We are not bound by the generalities of Pavlov or B.F. Skinner who say we are inevitably going to fall for conditioning (by the culture - or by some deliberate manipulator or brainwasher.) We can escape those restraints. We can express individuality. We can tell ourselves that we are devine. Or we can tell ourselves that we are too dignified to stand there and shout curses aloud. Skinner taught us that the best way to extinguish (non-criminal) undesirable behavior is to ignore it. It will then tend to fade away - very much like if your phone rings and no one speaks at the other end you are likely to hang up after a while. You are not getting reinforced for holding on, for listening for something. Eventually you sign off.
In the same way, if the rude one gets NO ATTENTION eventually he tends to behave that way less and less in the future. His crudeness has no payoff. It extinguishes over time. That's what the experimental studies show.
Greetings Ken,
Those who Madoff swindled are (partially) angry at themselves, and are blowing off steam if they are rude to him. (And that, of course, is
very understandable!)
He is a mental case which even a psychiatrist would be very tentative about explaining. As a former head of a psychotherapy group for a few years, I'll make a stab at it.
He is largely driven by ego; he cannot admit that he indulged in erroneous thinking. He couldn't admit to people who threw money at him that he was no better at picking stocks than they were. He couldn't admit that just because he was on the Board at the New York Stock Exchange that he didn't know how to out-guess the market. He kept telling people "Don't give your money to me. Out hedge-fund is full", but they kept insisting he take them in. So he did take them in. And he noted how the SEC let him keep getting away with it: 'So how could it be wrong?' he told himself.
He repressed any thoughts that some day it would all come crashing down on him and his employees; he de-sensitized his conscience on those topics. People didn't want to listen to him when he pushed them away. He didn't want to listen to his conscience.
His mind is far-gone -- beyond your rudeness or discourtesy. That sort of behavior only reflects on you. Sure it is irritating that anyone would even attempt to swindle us, but if we get angry we are neurotic. Deep disappointment is normal and healthy. Anger (fury) is not. Rude behavior is not practicing ethics. It is, in fact, the opposite. A lawsuit to recover as much of your "investment" as possible is rational, and an effort to solve a problem.

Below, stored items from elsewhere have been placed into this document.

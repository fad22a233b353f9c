/// Rearranges `items` into the next lexicographic permutation.
///
/// Returns `false` once `items` was the last permutation, leaving it sorted
/// in descending order. Starting from ascending order enumerates all `n!`
/// permutations exactly once, in a fixed order.
pub fn next_permutation<T: Ord>(items: &mut [T]) -> bool {
    if items.len() < 2 {
        return false;
    }

    // longest non-increasing suffix
    let mut pivot = items.len() - 1;
    while pivot > 0 && items[pivot - 1] >= items[pivot] {
        pivot -= 1;
    }

    if pivot == 0 {
        return false;
    }

    let mut successor = items.len() - 1;
    while items[successor] <= items[pivot - 1] {
        successor -= 1;
    }

    items.swap(pivot - 1, successor);
    items[pivot..].reverse();

    true
}
use jiff::SpanRelativeTo;

pub fn parse_duration(input: &str) -> Result<jiff::SignedDuration, String> {
    if let Ok(duration) = input.parse::<jiff::SignedDuration>() {
        return Ok(duration);
    }

    if let Ok(duration) = input
        .parse::<jiff::Span>()
        .and_then(|span| span.to_duration(SpanRelativeTo::days_are_24_hours()))
    {
        return Ok(duration);
    }

    if let Ok(seconds) = input.parse::<i64>() {
        return Ok(jiff::SignedDuration::from_secs(seconds.abs()));
    }

    Err(String::from("Invalid duration"))
}

/// Customers and trucks are numbered from 1 on the command line, as in the
/// model and in default truck names.
pub fn parse_number(input: &str) -> Result<usize, String> {
    match input.trim().parse::<usize>() {
        Ok(0) => Err(String::from("Numbers start at 1")),
        Ok(number) => Ok(number - 1),
        Err(error) => Err(error.to_string()),
    }
}
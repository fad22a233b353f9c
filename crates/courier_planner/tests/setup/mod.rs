#![allow(dead_code)]

use std::{collections::VecDeque, sync::Arc};

use courier_geometry::{lat_lng::LatLng, straight_line::StraightLineProvider};
use courier_planner::{
    problem::{
        customer::{CustomerBuilder, CustomerIdx, Depot},
        dispatch_problem::{DispatchProblem, DispatchProblemBuilder},
        time_window::TimeWindow,
        travel_matrices::TravelMatrices,
        truck::{Capacity, Truck, TruckIdx},
        visit::Visit,
    },
    session::{planner_config::PlannerConfig, planner_session::PlannerSession},
    solver::{
        raw_assignment::{RawAssignment, SolveResponse, SolveStatus},
        solve_params::SolveRequest,
        solver_backend::{SolverBackend, SolverError},
    },
};
use parking_lot::Mutex;
use tokio::sync::mpsc::UnboundedSender;

pub struct LineCustomer {
    pub x: f64,
    pub demand: Capacity,
    pub window: (f64, f64),
    pub service_time: f64,
}

pub fn line_customer(x: f64, demand: Capacity, window: (f64, f64), service_time: f64) -> LineCustomer {
    LineCustomer {
        x,
        demand,
        window,
        service_time,
    }
}

/// Depot at 0, distance and travel time are `|x1 - x2|`.
pub fn create_line_problem(capacities: &[Capacity], customers: &[LineCustomer]) -> DispatchProblem {
    let xs: Vec<f64> = customers
        .iter()
        .map(|customer| customer.x)
        .chain(std::iter::once(0.0))
        .collect();
    let matrix: Vec<Vec<f64>> = xs
        .iter()
        .map(|from| xs.iter().map(|to| (from - to).abs()).collect())
        .collect();

    let trucks = capacities
        .iter()
        .enumerate()
        .map(|(index, &capacity)| {
            Truck::new(
                TruckIdx::new(index),
                format!("Truck {}", index + 1),
                "#51a7f9".to_string(),
                capacity,
            )
        })
        .collect();

    let customers = customers
        .iter()
        .enumerate()
        .map(|(index, customer)| {
            let mut builder = CustomerBuilder::default();
            builder
                .set_name(format!("C{}", index + 1))
                .set_position(LatLng::new(0.0, customer.x * 0.01))
                .set_demand(customer.demand)
                .set_time_window(TimeWindow::new(customer.window.0, customer.window.1))
                .set_service_time(customer.service_time);
            builder.build(CustomerIdx::new(index))
        })
        .collect();

    let mut builder = DispatchProblemBuilder::default();
    builder
        .set_trucks(trucks)
        .set_customers(customers)
        .set_depot(Depot::new("Depot".to_string(), LatLng::new(0.0, 0.0)))
        .set_matrices(TravelMatrices::new(matrix.clone(), matrix).unwrap());
    builder.build().unwrap()
}

/// What the solver would return for `routes`, timings simulated from 0.
pub fn create_raw_assignment(problem: &DispatchProblem, routes: &[Vec<usize>]) -> RawAssignment {
    let num_customers = problem.customers().len();
    let num_nodes = num_customers + 2 * problem.trucks().len();
    let mut raw = RawAssignment {
        objective: 0.0,
        successor: vec![],
        vehicle_of: vec![0; num_nodes],
        arrival_time: vec![0.0; num_nodes],
        start_of_service: vec![0.0; num_nodes],
    };

    for truck in 0..problem.trucks().len() {
        let start_node = num_customers + 2 * truck;
        raw.vehicle_of[start_node] = truck + 1;
        raw.vehicle_of[start_node + 1] = truck + 1;

        let mut time = 0.0;
        let mut previous = Visit::Depot;
        for &customer in routes.get(truck).map(Vec::as_slice).unwrap_or_default() {
            let visit = Visit::Customer(CustomerIdx::new(customer));
            let arrival = time + problem.travel_time(previous, visit);
            let window_start = problem
                .customer(CustomerIdx::new(customer))
                .time_window()
                .start();
            let start = arrival.max(window_start);

            raw.vehicle_of[customer] = truck + 1;
            raw.arrival_time[customer] = arrival;
            raw.start_of_service[customer] = start;
            raw.objective += problem.travel_distance(previous, visit);

            time = start + problem.service_time(visit);
            previous = visit;
        }

        let back = time + problem.travel_time(previous, Visit::Depot);
        raw.objective += problem.travel_distance(previous, Visit::Depot);
        raw.arrival_time[start_node + 1] = back;
        raw.start_of_service[start_node + 1] = back;
    }

    raw
}

pub enum MockReply {
    Respond {
        status: SolveStatus,
        solutions: Vec<RawAssignment>,
    },
    Timeout,
    Fail,
}

/// Replies in order, streaming every solution before returning.
#[derive(Default)]
pub struct MockSolver {
    replies: Mutex<VecDeque<MockReply>>,
    pub requests: Mutex<Vec<SolveRequest>>,
}

impl MockSolver {
    pub fn new(replies: Vec<MockReply>) -> Self {
        MockSolver {
            replies: Mutex::new(replies.into()),
            requests: Mutex::new(Vec::new()),
        }
    }
}

impl SolverBackend for MockSolver {
    async fn solve(
        &self,
        request: SolveRequest,
        partials: UnboundedSender<RawAssignment>,
    ) -> Result<SolveResponse, SolverError> {
        self.requests.lock().push(request);
        let reply = self.replies.lock().pop_front();

        match reply {
            Some(MockReply::Respond { status, solutions }) => {
                for solution in &solutions {
                    partials.send(solution.clone()).unwrap();
                }
                Ok(SolveResponse { status, solutions })
            }
            Some(MockReply::Timeout) => Err(SolverError::Timeout("30s elapsed".to_string())),
            Some(MockReply::Fail) | None => Err(SolverError::Api {
                status: 500,
                message: "solver crashed".to_string(),
            }),
        }
    }
}

pub type TestSession = PlannerSession<MockSolver, StraightLineProvider>;

pub fn create_session(problem: DispatchProblem, replies: Vec<MockReply>) -> TestSession {
    PlannerSession::new(
        Arc::new(problem),
        MockSolver::new(replies),
        StraightLineProvider::default(),
        PlannerConfig::new("solve minimize objective;".to_string()),
    )
}

pub fn satisfied(solutions: Vec<RawAssignment>) -> MockReply {
    MockReply::Respond {
        status: SolveStatus::Satisfied,
        solutions,
    }
}
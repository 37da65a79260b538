//! Traceroute → ping transcript adapter.
//!
//! Some platforms have no working `ping`, so the relay runs `traceroute` and
//! rewrites its output to read like a Windows ping transcript. The adapter is
//! pull driven: every [`ByteSource::read`] call loops over three phases until
//! it has bytes to hand back or the process output is exhausted.
//!
//! 1. **Acquire**: fetch the next non-blank line. On unix traceroute the
//!    header line goes to stderr, so the first acquire waits up to a grace
//!    window for stderr before falling back to stdout.
//! 2. **Transform**: the header yields the target IP plus TTL and packet-size
//!    hints; every later hop line goes through [`PingStats`].
//! 3. **Emit**: queued synthetic lines are returned one per read call.

use super::stats::PingStats;
use crate::upstream::{BoxRead, ByteSource, LossyLines};
use std::collections::VecDeque;
use std::future::Future;
use std::io;
use std::net::IpAddr;
use std::pin::Pin;
use std::time::Duration;
use tracing::{debug, warn};

const DEFAULT_TTL: u32 = 30;
const DEFAULT_PACKET_SIZE: u32 = 40;

/// Hop lines with this many tokens or fewer are padding.
const MIN_HOP_TOKENS: usize = 3;

#[derive(Debug, Clone, Copy, PartialEq, Eq)]
enum Phase {
    /// Waiting for the traceroute header line.
    Header,
    /// Header seen; consuming hop lines.
    Hops,
    /// Source exhausted (or unusable); drain the queue then report EOF.
    Finished,
}

/// Target details taken from the traceroute header line.
#[derive(Debug, Clone, PartialEq, Eq)]
pub struct TraceHeader {
    pub target: IpAddr,
    pub ttl: u32,
    pub packet_size: u32,
}

/// Rewrites traceroute output into a ping transcript.
pub struct TraceToPing {
    stdout: LossyLines<BoxRead>,
    stderr: Option<LossyLines<BoxRead>>,
    /// `Some` when the header may arrive on stderr.
    header_grace: Option<Duration>,
    phase: Phase,
    header: Option<TraceHeader>,
    pending: VecDeque<Vec<u8>>,
    /// Bytes of `pending.front()` already handed out.
    offset: usize,
}

impl TraceToPing {
    /// Wrap a traceroute process's output streams.
    ///
    /// `header_grace` enables the stderr header race; pass `None` on
    /// platforms whose traceroute prints everything on stdout.
    pub fn new(stdout: BoxRead, stderr: Option<BoxRead>, header_grace: Option<Duration>) -> Self {
        Self {
            stdout: LossyLines::new(stdout),
            stderr: stderr.map(LossyLines::new),
            header_grace,
            phase: Phase::Header,
            header: None,
            pending: VecDeque::new(),
            offset: 0,
        }
    }

    /// Produce the next chunk of transcript. `Ok(0)` means end of stream.
    pub async fn next_chunk(&mut self, buf: &mut [u8]) -> io::Result<usize> {
        if buf.is_empty() {
            return Ok(0);
        }
        loop {
            let n = self.emit(buf);
            if n > 0 {
                return Ok(n);
            }
            match self.phase {
                Phase::Finished => return Ok(0),
                Phase::Header => {
                    let header = self.acquire_header().await;
                    self.release_stderr();
                    match header? {
                        Some(line) => self.on_header(&line),
                        None => self.phase = Phase::Finished,
                    }
                }
                Phase::Hops => match next_non_blank(&mut self.stdout).await? {
                    Some(line) => self.on_hop(&line),
                    None => self.phase = Phase::Finished,
                },
            }
        }
    }

    async fn acquire_header(&mut self) -> io::Result<Option<String>> {
        if let (Some(grace), Some(stderr)) = (self.header_grace, self.stderr.as_mut()) {
            let deadline = tokio::time::Instant::now() + grace;
            loop {
                match tokio::time::timeout_at(deadline, stderr.next_line()).await {
                    Ok(Ok(Some(line))) if !line.trim().is_empty() => {
                        debug!("traceroute header read from stderr");
                        return Ok(Some(line));
                    }
                    Ok(Ok(Some(_))) => continue,
                    Ok(Ok(None)) | Ok(Err(_)) | Err(_) => break,
                }
            }
        }
        next_non_blank(&mut self.stdout).await
    }

    /// Stderr is only wanted for the header. Keep draining it in the
    /// background so a chatty process never blocks on a full pipe.
    fn release_stderr(&mut self) {
        let Some(mut stderr) = self.stderr.take() else {
            return;
        };
        tokio::spawn(async move {
            loop {
                match stderr.next_line().await {
                    Ok(Some(line)) => debug!(%line, "traceroute stderr"),
                    Ok(None) => break,
                    Err(e) => {
                        debug!(error = %e, "traceroute stderr unreadable");
                        break;
                    }
                }
            }
        });
    }

    fn on_header(&mut self, line: &str) {
        match parse_header(line) {
            Some(header) => {
                self.queue(format!(
                    "Pinging {} with {} bytes of data :\n\n",
                    header.target, header.packet_size
                ));
                self.header = Some(header);
                self.phase = Phase::Hops;
            }
            None => {
                warn!(line = %line.trim(), "no target address in traceroute header");
                self.phase = Phase::Finished;
            }
        }
    }

    fn on_hop(&mut self, line: &str) {
        let Some(header) = self.header.clone() else {
            return;
        };
        let fields: Vec<&str> = line.split_whitespace().collect();
        if fields.len() <= MIN_HOP_TOKENS {
            return;
        }

        let target = header.target.to_string();
        let stats = PingStats::from_hop(&fields, &target);
        if stats.resolved_ip.is_none() {
            return;
        }

        for sample in &stats.samples {
            self.queue(format!(
                "Reply from {}: bytes = {} time={}ms TTL={}\n",
                target, header.packet_size, sample, header.ttl
            ));
        }
        self.queue(format!("\n{stats}"));
    }

    fn queue(&mut self, line: String) {
        self.pending.push_back(line.into_bytes());
    }

    /// Copy (part of) the front queued line into `buf`.
    fn emit(&mut self, buf: &mut [u8]) -> usize {
        let Some(front) = self.pending.front() else {
            return 0;
        };
        let rest = &front[self.offset..];
        let n = rest.len().min(buf.len());
        buf[..n].copy_from_slice(&rest[..n]);
        self.offset += n;
        if self.offset >= front.len() {
            self.pending.pop_front();
            self.offset = 0;
        }
        n
    }
}

impl ByteSource for TraceToPing {
    fn read<'a>(
        &'a mut self,
        buf: &'a mut [u8],
    ) -> Pin<Box<dyn Future<Output = io::Result<usize>> + Send + 'a>> {
        Box::pin(self.next_chunk(buf))
    }
}

async fn next_non_blank(lines: &mut LossyLines<BoxRead>) -> io::Result<Option<String>> {
    while let Some(line) = lines.next_line().await? {
        if !line.trim().is_empty() {
            return Ok(Some(line));
        }
    }
    Ok(None)
}

/// Pull the target address and the `<n> hops` / `<n> byte` hints from a
/// traceroute header such as
/// `traceroute to 10.0.0.5 (10.0.0.5), 30 hops max, 40 byte packets`.
pub fn parse_header(line: &str) -> Option<TraceHeader> {
    let mut target = None;
    let mut ttl = DEFAULT_TTL;
    let mut packet_size = DEFAULT_PACKET_SIZE;
    let mut previous: Option<u32> = None;

    for raw in line.split_whitespace() {
        let token = raw.trim_matches(|c: char| matches!(c, '(' | ')' | '[' | ']' | ','));
        if target.is_none() {
            if let Ok(ip) = token.parse::<IpAddr>() {
                target = Some(ip);
                previous = None;
                continue;
            }
        }
        match previous {
            Some(n) if token.eq_ignore_ascii_case("hops") => ttl = n,
            Some(n) if token.eq_ignore_ascii_case("byte") || token.eq_ignore_ascii_case("bytes") => {
                packet_size = n
            }
            _ => {}
        }
        previous = token.parse::<u32>().ok();
    }

    target.map(|target| TraceHeader {
        target,
        ttl,
        packet_size,
    })
}
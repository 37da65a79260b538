//! Upstream byte sources a connection can be relayed to.
//!
//! Three concrete kinds exist: a spawned diagnostic process (optionally
//! wrapped by the ping adapter), a configuration-collection job stream and an
//! onward TCP socket. The worker and relay engine only ever see [`Upstream`].

pub mod collector;
pub mod lines;
pub mod process;
pub mod socket;

use std::future::Future;
use std::io;
use std::pin::Pin;
use std::process::ExitStatus;
use tokio::io::{AsyncRead, AsyncReadExt, AsyncWrite};
use tokio::process::Child;
use tokio::task::JoinHandle;
use tracing::debug;

pub use collector::{CollectionJob, CommandJobRunner, JobRunner};
pub use lines::LossyLines;
pub use process::spawn_command;
pub use socket::{Dialer, TcpDialer};

pub type BoxRead = Box<dyn AsyncRead + Send + Unpin>;
pub type BoxWrite = Box<dyn AsyncWrite + Send + Unpin>;

/// Pull side of an upstream.
pub trait ByteSource: Send {
    /// Read up to `buf.len()` bytes. Returns number of bytes read, 0 = EOF.
    fn read<'a>(
        &'a mut self,
        buf: &'a mut [u8],
    ) -> Pin<Box<dyn Future<Output = io::Result<usize>> + Send + 'a>>;
}

/// Adapts any [`AsyncRead`] into a [`ByteSource`].
pub struct ReadSource<R>(pub R);

impl<R> ByteSource for ReadSource<R>
where
    R: AsyncRead + Send + Unpin,
{
    fn read<'a>(
        &'a mut self,
        buf: &'a mut [u8],
    ) -> Pin<Box<dyn Future<Output = io::Result<usize>> + Send + 'a>> {
        Box::pin(self.0.read(buf))
    }
}

#[derive(Debug, Clone, Copy, PartialEq, Eq)]
pub enum UpstreamKind {
    Process,
    Collection,
    Socket,
}

/// An exclusively owned upstream resource.
pub struct Upstream {
    pub kind: UpstreamKind,
    pub source: Box<dyn ByteSource>,
    pub sink: BoxWrite,
    /// Separate error stream, forwarded line by line in line-buffered relays.
    pub side: Option<BoxRead>,
    pub teardown: Teardown,
}

impl Upstream {
    /// Wrap a plain duplex stream with nothing else to release.
    pub fn from_stream<S>(kind: UpstreamKind, stream: S) -> Self
    where
        S: AsyncRead + AsyncWrite + Send + Unpin + 'static,
    {
        let (read, write) = tokio::io::split(stream);
        Self {
            kind,
            source: Box::new(ReadSource(read)),
            sink: Box::new(write),
            side: None,
            teardown: Teardown::default(),
        }
    }

    /// Release everything without relaying (reply could not be delivered).
    pub async fn close(self) -> Option<ExitStatus> {
        let Upstream {
            kind,
            source,
            sink,
            side,
            teardown,
        } = self;
        drop((source, sink, side));
        debug!(?kind, "closing upstream");
        teardown.run().await
    }
}

impl std::fmt::Debug for Upstream {
    fn fmt(&self, f: &mut std::fmt::Formatter<'_>) -> std::fmt::Result {
        f.debug_struct("Upstream")
            .field("kind", &self.kind)
            .field("side", &self.side.is_some())
            .finish_non_exhaustive()
    }
}

/// Resources behind an upstream that outlive its streams.
#[derive(Default)]
pub struct Teardown {
    child: Option<Child>,
    job: Option<JoinHandle<()>>,
}

impl Teardown {
    pub fn process(child: Child) -> Self {
        Self {
            child: Some(child),
            job: None,
        }
    }

    pub fn job(handle: JoinHandle<()>) -> Self {
        Self {
            child: None,
            job: Some(handle),
        }
    }

    /// Stop the background job and kill the process if it is still running.
    /// Consumes `self`, so it can only happen once.
    pub async fn run(mut self) -> Option<ExitStatus> {
        if let Some(job) = self.job.take() {
            job.abort();
        }
        let mut child = self.child.take()?;
        match child.try_wait() {
            Ok(Some(status)) => Some(status),
            _ => {
                if let Err(e) = child.start_kill() {
                    debug!(error = %e, "kill failed");
                }
                child.wait().await.ok()
            }
        }
    }
}
//! `trelay config`: collect a device configuration through the relay.

use super::Invocation;
use crate::session;
use anyhow::Result;
use tracing::info;
use trelay_core::RelayRequest;

/// Collection job parameters.
#[derive(Debug, Clone)]
pub struct CollectArgs {
    pub device_ip: String,
    pub source: String,
    pub protocol: String,
    pub config_type: String,
    pub file: String,
    pub community: Option<String>,
    pub device_name: Option<String>,
}

pub fn build_request(inv: &Invocation, args: &CollectArgs) -> Result<RelayRequest> {
    for (name, value) in [
        ("protocol", &args.protocol),
        ("type", &args.config_type),
        ("file", &args.file),
    ] {
        if value.is_empty() || value.contains(':') {
            anyhow::bail!("invalid {name} '{value}'");
        }
    }
    let mut request = inv.request("CONFIG", &args.source, &args.device_ip, 0);
    request.options = Some(format!(
        "{}:{}:{}",
        args.protocol, args.config_type, args.file
    ));
    request.write_community = args.community.clone();
    request.device_name = args.device_name.clone();
    Ok(request)
}

pub async fn run(inv: &Invocation, args: &CollectArgs) -> Result<()> {
    let request = build_request(inv, args)?;
    info!(device = %request.device(), file = %args.file, "requesting config collection");
    session::run(&inv.target, &request).await
}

Ethics (in the new and improved Unified Theory of Ethics) teaches us to see in everyone countless possibilities [perhaps for an uplifiting mutual benefit. Perhas just spontaneously out of pure good will] Another name for this is "love." But if you can't
love an individual, at least you can respect him. And if you can't
respect him, at least you can show courtesy and decorum. Anything less on your part is uncivil, and thus unethical [according to the new paradigm.] Some of the new ideas are counter-intuitive but Physics gives us lots of such ideas and hardly anyone complains too loudly. Why should Ethics be any different? (rhetorical que.)